Dans le quartier de Kreuzberg à Berlin, samedi. Photo David Gannon. AFP
Antoine Flahault, épidémiologiste, tire les premières leçons de la pandémie qui frappe la planète et esquisse des perspectives sur la possibilité d’en sortir au mieux.
Professeur de santé publique à l’Université de Genève, l’épidémiologiste Antoine Flahault pilote l’Institut de santé globale. Il a notamment coordonné la lutte contre l’épidémie de chikungunya qui avait frappé 40% de l’île de la Réunion entre 2005 et 2006 et dirigé, en France, l’Ecole nationale de santé publique. Il est également le coordinateur de l’ouvrage Des épidémies et des hommes (1).
Que nous dit la pandémie du Covid-19 sur notre planète ?
Elle démontre la vulnérabilité mais aussi l’interconnectivité des habitants de la Terre. Le nouveau virus a été disséminé sur tous les pays en moins de trois mois. Il a entraîné en certains endroits des épidémies dévastatrices, mettant à mal l’ensemble du système de santé des pays parmi les plus riches de la planète. Et au-delà, il menace la stabilité sociale, politique et économique des Etats, localement et internationalement. Plus que jamais, la solidarité des peuples est mise à l’épreuve. Mais l’entraide et l’empathie vis-à-vis de ceux qui souffrent dans leur corps ou pour leurs proches sont essentielles dans ces moments singulièrement difficiles.

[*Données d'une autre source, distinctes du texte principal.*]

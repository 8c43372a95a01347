use crate::CssOptions;
use crate::error::Stage;
use crate::glyph_report::CoverageReport;
use crate::pool::{PoolState, ResultDescriptor, TaskFailure, TaskOutcome};
use std::fmt;
use std::time::{Duration, Instant};

#[derive(Debug, Clone, PartialEq, Eq)]
pub enum StageOutcome {
    Completed,
    /// Dispatch finished but some subsets failed.
    Partial { failed: usize },
    Failed(String),
}

impl fmt::Display for StageOutcome {
    fn fmt(&self, f: &mut fmt::Formatter<'_>) -> fmt::Result {
        match self {
            StageOutcome::Completed => f.write_str("completed"),
            StageOutcome::Partial { failed } => write!(f, "partial ({failed} failed)"),
            StageOutcome::Failed(message) => write!(f, "failed: {message}"),
        }
    }
}

#[derive(Debug, Clone)]
pub struct StageRecord {
    pub stage: Stage,
    pub start: Instant,
    pub end: Instant,
    pub outcome: StageOutcome,
}

impl StageRecord {
    pub fn elapsed(&self) -> Duration {
        self.end.saturating_duration_since(self.start)
    }
}

/// What the dispatch stage observed about its worker pool.
#[derive(Debug, Clone, Copy, PartialEq, Eq, Default)]
pub struct PoolStats {
    pub capacity: usize,
    pub peak_active: usize,
    /// `None` when no pool was created because there was nothing to dispatch.
    pub final_state: Option<PoolState>,
}

/// Aggregate of one completed run.
#[derive(Debug, Clone)]
pub struct RunSummary {
    pub outcomes: Vec<TaskOutcome>,
    pub succeeded: usize,
    pub failed: usize,
    pub total_bytes: u64,
    pub average_bytes: f64,
    pub stages: Vec<StageRecord>,
    pub coverage: CoverageReport,
    pub pool: PoolStats,
    pub css: CssOptions,
}

impl RunSummary {
    pub(crate) fn reduce(
        outcomes: Vec<TaskOutcome>,
        stages: Vec<StageRecord>,
        coverage: CoverageReport,
        pool: PoolStats,
        css: CssOptions,
    ) -> Self {
        let mut succeeded = 0;
        let mut total_bytes = 0u64;
        for outcome in &outcomes {
            if let TaskOutcome::Succeeded(descriptor) = outcome {
                succeeded += 1;
                total_bytes = total_bytes.saturating_add(descriptor.byte_size);
            }
        }
        let failed = outcomes.len() - succeeded;
        let average_bytes = if succeeded == 0 {
            0.0
        } else {
            total_bytes as f64 / succeeded as f64
        };
        Self {
            outcomes,
            succeeded,
            failed,
            total_bytes,
            average_bytes,
            stages,
            coverage,
            pool,
            css,
        }
    }

    pub fn total_tasks(&self) -> usize {
        self.outcomes.len()
    }

    pub fn successes(&self) -> impl Iterator<Item = &ResultDescriptor> {
        self.outcomes.iter().filter_map(TaskOutcome::descriptor)
    }

    pub fn failures(&self) -> impl Iterator<Item = &TaskFailure> {
        self.outcomes.iter().filter_map(TaskOutcome::failure)
    }

    pub fn stage(&self, stage: Stage) -> Option<&StageRecord> {
        self.stages.iter().find(|record| record.stage == stage)
    }

    pub fn total_elapsed(&self) -> Duration {
        match (self.stages.first(), self.stages.last()) {
            (Some(first), Some(last)) => last.end.saturating_duration_since(first.start),
            _ => Duration::ZERO,
        }
    }
}
mod charset;
mod codec;
mod error;
mod font;
mod glyph_report;
mod perf;
mod plan;
mod pool;
mod report;

pub use charset::{
    CATEGORY_ORDER, Category, CharacterDatabase, CharsetPartition, CharsetSelection,
    CodepointSet, JsonCharsetDatabase, StaticCharsetDatabase, partition,
};
pub use codec::{ConversionError, FontCodec};
pub use error::{FontSplitError, Stage};
pub use font::{FontBuffer, FontType};
pub use glyph_report::{CoverageReport, MissingGlyph};
pub use plan::{ChunkBudget, Subset, plan_subsets, split_balanced};
pub use pool::{
    FailureKind, PoolConfig, PoolState, ResultDescriptor, SubsetTask, TaskFailure, TaskOutcome,
    WorkerPool, WorkerStrategy,
};
pub use report::{PoolStats, RunSummary, StageOutcome, StageRecord};

use perf::PerfLogger;
use std::path::PathBuf;
use std::sync::Arc;
use std::time::Instant;

const DEFAULT_POOL_SIZE: usize = 8;

/// Naming metadata for the stylesheet collaborator. It is returned on the
/// `RunSummary`, with `font_family` filled from the source font when unset.
#[derive(Debug, Clone, PartialEq, Eq)]
pub struct CssOptions {
    pub font_family: Option<String>,
    pub font_weight: Option<String>,
    pub font_style: Option<String>,
    pub font_display: Option<String>,
    pub file_name: String,
}

impl Default for CssOptions {
    fn default() -> Self {
        Self {
            font_family: None,
            font_weight: None,
            font_style: None,
            font_display: None,
            file_name: "result".to_string(),
        }
    }
}

impl CssOptions {
    fn resolve(&self, font: &FontBuffer) -> CssOptions {
        let mut css = self.clone();
        if css.font_family.is_none() {
            css.font_family = font.family_name();
        }
        css
    }
}

#[derive(Debug, Clone)]
pub struct SplitRequest {
    pub font_path: PathBuf,
    pub destination: PathBuf,
    pub font_type: FontType,
    pub charset: CharsetSelection,
    pub budget: ChunkBudget,
    pub css: CssOptions,
}
//! Grammar context carried by the [`Parser`](super::Parser).
//!
//! The context is split three ways:
//!
//! - [`GrammarFlags`]: a `Copy` record saved and restored wholesale around
//!   every grammar boundary (function bodies, parameter lists, loops, …).
//! - [`CoverState`]: the cover-grammar bookkeeping that decides whether the
//!   expression just parsed may still be reinterpreted as a pattern.
//! - [`LabelSet`]: the labels visible to `break` / `continue`, swapped out
//!   on entry to a function body.

use smallvec::SmallVec;

use crate::parser::ast::Pat;
use crate::parser::token::Position;

/// Grammar parameters of the production being parsed.
#[derive(Debug, Clone, Copy, Default, PartialEq, Eq)]
pub struct GrammarFlags {
    /// Strict mode code.
    pub strict: bool,
    /// Module code (always strict; `await` reserved).
    pub is_module: bool,
    /// `in` is a relational operator here (false in `for` heads).
    pub allow_in: bool,
    /// `yield` starts a yield expression (generator bodies).
    pub allow_yield: bool,
    /// `await` starts an await expression (async bodies, module top level).
    pub is_async: bool,
    /// A `"use strict"` directive is legal (simple parameter list).
    pub allow_strict_directive: bool,
    pub in_function_body: bool,
    pub in_iteration: bool,
    pub in_switch: bool,
    pub in_class_body: bool,
    /// Inside a formal parameter list.
    pub in_parameters: bool,
    /// `super(…)` is legal (derived-class constructors).
    pub allow_super_call: bool,
    /// `super.x` / `super[x]` is legal (methods, accessors, fields).
    pub allow_super_property: bool,
    /// `new.target` is legal (non-arrow functions, field initializers).
    pub allow_new_target: bool,
}

impl GrammarFlags {
    /// Flags for the top level of a script or module.
    pub fn top_level(strict: bool, is_module: bool) -> Self {
        Self {
            strict: strict || is_module,
            is_module,
            allow_in: true,
            is_async: is_module,
            allow_strict_directive: true,
            ..Self::default()
        }
    }
}

/// Cover-grammar state of the expression most recently parsed.
#[derive(Debug, Clone)]
pub struct CoverState {
    /// The expression can still become a binding pattern.
    pub is_binding_element: bool,
    /// The expression can still become an assignment target.
    pub is_assignment_target: bool,
    /// Start of the `=` in the first `{ a = 1 }` seen; an error unless the
    /// enclosing literal turns out to be a pattern.
    pub first_cover_initialized_name_error: Option<Position>,
}

impl Default for CoverState {
    fn default() -> Self {
        Self::permissive()
    }
}

impl CoverState {
    /// Everything allowed, nothing deferred.
    pub fn permissive() -> Self {
        Self {
            is_binding_element: true,
            is_assignment_target: true,
            first_cover_initialized_name_error: None,
        }
    }

    /// Mark the current expression as neither a pattern nor a target.
    pub fn reject(&mut self) {
        self.is_binding_element = false;
        self.is_assignment_target = false;
    }
}

// ─────────────────────────────────────────────────────────────────────────────
// Labels
// ─────────────────────────────────────────────────────────────────────────────

#[derive(Debug, Clone, PartialEq, Eq)]
struct Label {
    name: String,
    /// Labels an iteration statement, so `continue label` is legal.
    is_loop: bool,
    /// Offset of the labelled body; chained labels share it.
    body_start: usize,
}

/// The labels enclosing the current statement.
#[derive(Debug, Clone, Default)]
pub struct LabelSet {
    labels: SmallVec<[Label; 4]>,
}

impl LabelSet {
    pub fn contains(&self, name: &str) -> bool {
        self.labels.iter().any(|l| l.name == name)
    }

    /// Whether `continue name` may target this label.
    pub fn is_loop_label(&self, name: &str) -> bool {
        self.labels.iter().any(|l| l.name == name && l.is_loop)
    }

    /// Push a label whose body starts at `body_start`.  When the body is a
    /// loop every label chained onto the same body becomes a loop label.
    pub fn push(&mut self, name: String, body_start: usize, is_loop: bool) {
        if is_loop {
            for label in self.labels.iter_mut().rev() {
                if label.body_start != body_start {
                    break;
                }
                label.is_loop = true;
            }
        }
        self.labels.push(Label {
            name,
            is_loop,
            body_start,
        });
    }

    pub fn pop(&mut self) {
        self.labels.pop();
    }
}

// ─────────────────────────────────────────────────────────────────────────────
// Parameters
// ─────────────────────────────────────────────────────────────────────────────

/// A violation recorded while strictness was still unknown.
#[derive(Debug, Clone, PartialEq, Eq)]
pub struct DeferredError {
    /// Start of the offending token.
    pub position: Position,
    pub message: &'static str,
}

/// Result of parsing a formal parameter list.
#[derive(Debug, Clone, Default)]
pub struct ParsedParameters {
    pub params: Vec<Pat>,
    /// Every parameter is a plain identifier.
    pub simple: bool,
    /// Bound names in order of appearance.
    pub param_names: SmallVec<[String; 8]>,
    /// Reported only if the function is strict.
    pub stricted: Option<DeferredError>,
    /// Reported (fatally) only if the function is strict.
    pub first_restricted: Option<DeferredError>,
    /// First repeated name; fatal for arrows, methods, strict code and
    /// non-simple lists.
    pub duplicate: Option<DeferredError>,
}

impl ParsedParameters {
    pub fn new(first_restricted: Option<DeferredError>) -> Self {
        Self {
            simple: true,
            first_restricted,
            ..Self::default()
        }
    }

    /// Record a bound parameter name, classifying it for later strictness
    /// checks.
    pub fn validate_name(&mut self, name: &str, position: Position, strict: bool) {
        use crate::parser::messages;
        use crate::parser::token::{is_restricted_word, is_strict_mode_reserved_word};

        let seen = self.param_names.iter().any(|n| n == name);
        if seen && self.duplicate.is_none() {
            self.duplicate = Some(DeferredError {
                position,
                message: messages::DUPLICATE_PARAMETER,
            });
        }
        if strict {
            if is_restricted_word(name) {
                self.stricted = Some(DeferredError {
                    position,
                    message: messages::STRICT_PARAM_NAME,
                });
            }
            if seen {
                self.stricted = Some(DeferredError {
                    position,
                    message: messages::STRICT_PARAM_DUPE,
                });
            }
        } else if self.first_restricted.is_none() {
            if is_restricted_word(name) {
                self.first_restricted = Some(DeferredError {
                    position,
                    message: messages::STRICT_PARAM_NAME,
                });
            } else if is_strict_mode_reserved_word(name) {
                self.first_restricted = Some(DeferredError {
                    position,
                    message: messages::STRICT_RESERVED_WORD,
                });
            } else if seen && self.stricted.is_none() {
                self.stricted = Some(DeferredError {
                    position,
                    message: messages::STRICT_PARAM_DUPE,
                });
            }
        }
        self.param_names.push(name.to_string());
    }
}

#[cfg(test)]
mod tests {
    use super::*;
    use crate::parser::messages;

    fn pos(offset: usize) -> Position {
        Position {
            offset,
            line: 1,
            column: offset as u32 + 1,
        }
    }

    #[test]
    fn test_top_level_flags() {
        let script = GrammarFlags::top_level(false, false);
        assert!(!script.strict && script.allow_in && !script.is_async);
        let module = GrammarFlags::top_level(false, true);
        assert!(module.strict && module.is_async);
    }

    #[test]
    fn test_chained_labels_become_loop_labels() {
        let mut labels = LabelSet::default();
        labels.push("outer".into(), 0, false);
        labels.push("a".into(), 10, false);
        labels.push("b".into(), 10, true);
        assert!(labels.is_loop_label("a"));
        assert!(labels.is_loop_label("b"));
        assert!(!labels.is_loop_label("outer"));
        labels.pop();
        assert!(!labels.contains("b"));
        assert!(labels.contains("a") && labels.contains("outer"));
    }

    #[test]
    fn test_restricted_name_is_deferred_in_sloppy_code() {
        let mut params = ParsedParameters::new(None);
        params.validate_name("eval", pos(11), false);
        let deferred = params.first_restricted.clone().unwrap();
        assert_eq!(deferred.position.offset, 11);
        assert_eq!(deferred.message, messages::STRICT_PARAM_NAME);
        assert!(params.stricted.is_none());
    }

    #[test]
    fn test_duplicate_names() {
        let mut params = ParsedParameters::new(None);
        params.validate_name("a", pos(0), false);
        params.validate_name("a", pos(3), false);
        assert_eq!(params.duplicate.as_ref().map(|d| d.position.offset), Some(3));
        assert_eq!(
            params.stricted.as_ref().map(|d| d.message),
            Some(messages::STRICT_PARAM_DUPE)
        );

        let mut strict = ParsedParameters::new(None);
        strict.validate_name("arguments", pos(0), true);
        assert_eq!(
            strict.stricted.as_ref().map(|d| d.message),
            Some(messages::STRICT_PARAM_NAME)
        );
        assert!(strict.first_restricted.is_none());
    }
}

En quoi cette pandémie est-elle exceptionnelle, ou pas, dans l’histoire de l’humanité ?
La dernière pandémie qui a marqué profondément la mémoire collective remonte à un siècle. La grippe espagnole, même si ce terme n’est pas exact car elle venait des Etats-Unis et non d’Europe. Depuis, nous avons connu d’autres pandémies de grippe, en particulier en 1957 et en 1968. Mais personne ne s’en souvient vraiment. La pandémie du sida a, elle, secoué le monde à partir des années 1980, et continue à faire des ravages (32 millions de victimes, 770 000 morts en 2018, ndlr), mais elle est de nature différente. Le virus s’avère transmissible mais pas contagieux, sans contamination par voie respiratoire, comme l’est ce nouveau coronavirus. On se retrouve donc aujourd’hui confronté à un virus respiratoire qui se comporte un peu comme le virus de la grippe espagnole, qui entraîne en grande partie des symptômes bénins. Sauf que chez 15% ou 20% des personnes infectées, la maladie entraîne des insuffisances respiratoires nécessitant l’hospitalisation. Et chez 5% à 10% des cas, un placement en soins intensifs, parfois suivi d’un décès. Nous voilà face à un virus qui a le potentiel de rapidement saturer l’ensemble du système de santé, et risque d’engorger nos urgences et nos sas de réanimation équipés de ventilateurs.